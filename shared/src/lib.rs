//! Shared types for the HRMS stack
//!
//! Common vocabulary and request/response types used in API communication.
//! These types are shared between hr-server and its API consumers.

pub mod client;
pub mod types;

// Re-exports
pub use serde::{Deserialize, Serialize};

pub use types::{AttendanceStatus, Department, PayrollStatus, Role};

# # # # #

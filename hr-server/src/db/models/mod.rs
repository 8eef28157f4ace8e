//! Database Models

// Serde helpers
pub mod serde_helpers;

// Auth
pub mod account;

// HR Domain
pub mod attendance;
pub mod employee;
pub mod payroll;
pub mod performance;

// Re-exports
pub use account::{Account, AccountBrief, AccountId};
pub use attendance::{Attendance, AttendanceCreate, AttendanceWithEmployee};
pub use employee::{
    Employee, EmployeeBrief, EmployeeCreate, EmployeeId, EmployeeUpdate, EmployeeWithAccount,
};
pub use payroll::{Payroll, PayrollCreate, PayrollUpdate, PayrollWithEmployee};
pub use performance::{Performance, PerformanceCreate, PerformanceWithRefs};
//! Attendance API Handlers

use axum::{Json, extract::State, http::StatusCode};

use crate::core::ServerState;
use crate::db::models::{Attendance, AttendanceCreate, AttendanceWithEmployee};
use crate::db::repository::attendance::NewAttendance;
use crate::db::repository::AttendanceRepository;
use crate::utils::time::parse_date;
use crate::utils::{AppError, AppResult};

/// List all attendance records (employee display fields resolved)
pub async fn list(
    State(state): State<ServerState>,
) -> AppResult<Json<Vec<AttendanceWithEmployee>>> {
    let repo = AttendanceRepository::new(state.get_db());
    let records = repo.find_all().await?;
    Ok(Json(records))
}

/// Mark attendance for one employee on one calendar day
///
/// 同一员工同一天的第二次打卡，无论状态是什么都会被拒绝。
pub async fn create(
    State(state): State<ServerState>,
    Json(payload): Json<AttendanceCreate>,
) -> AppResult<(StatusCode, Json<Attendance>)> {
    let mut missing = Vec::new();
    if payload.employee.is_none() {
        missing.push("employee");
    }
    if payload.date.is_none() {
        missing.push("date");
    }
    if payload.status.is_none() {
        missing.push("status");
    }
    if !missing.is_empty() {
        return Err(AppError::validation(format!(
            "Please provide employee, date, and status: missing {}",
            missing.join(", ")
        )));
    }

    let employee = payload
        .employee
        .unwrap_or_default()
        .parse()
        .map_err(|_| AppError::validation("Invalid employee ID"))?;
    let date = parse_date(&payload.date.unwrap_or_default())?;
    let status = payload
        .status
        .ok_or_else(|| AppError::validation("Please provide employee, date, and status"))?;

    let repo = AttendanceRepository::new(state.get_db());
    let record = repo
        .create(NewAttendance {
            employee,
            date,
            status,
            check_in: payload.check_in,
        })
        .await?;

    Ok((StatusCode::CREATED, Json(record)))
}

# # # # #

# [Prompt]
Your reply must consist solely of the number of lines in the data that contain the word "push".

# [Response to the task]
3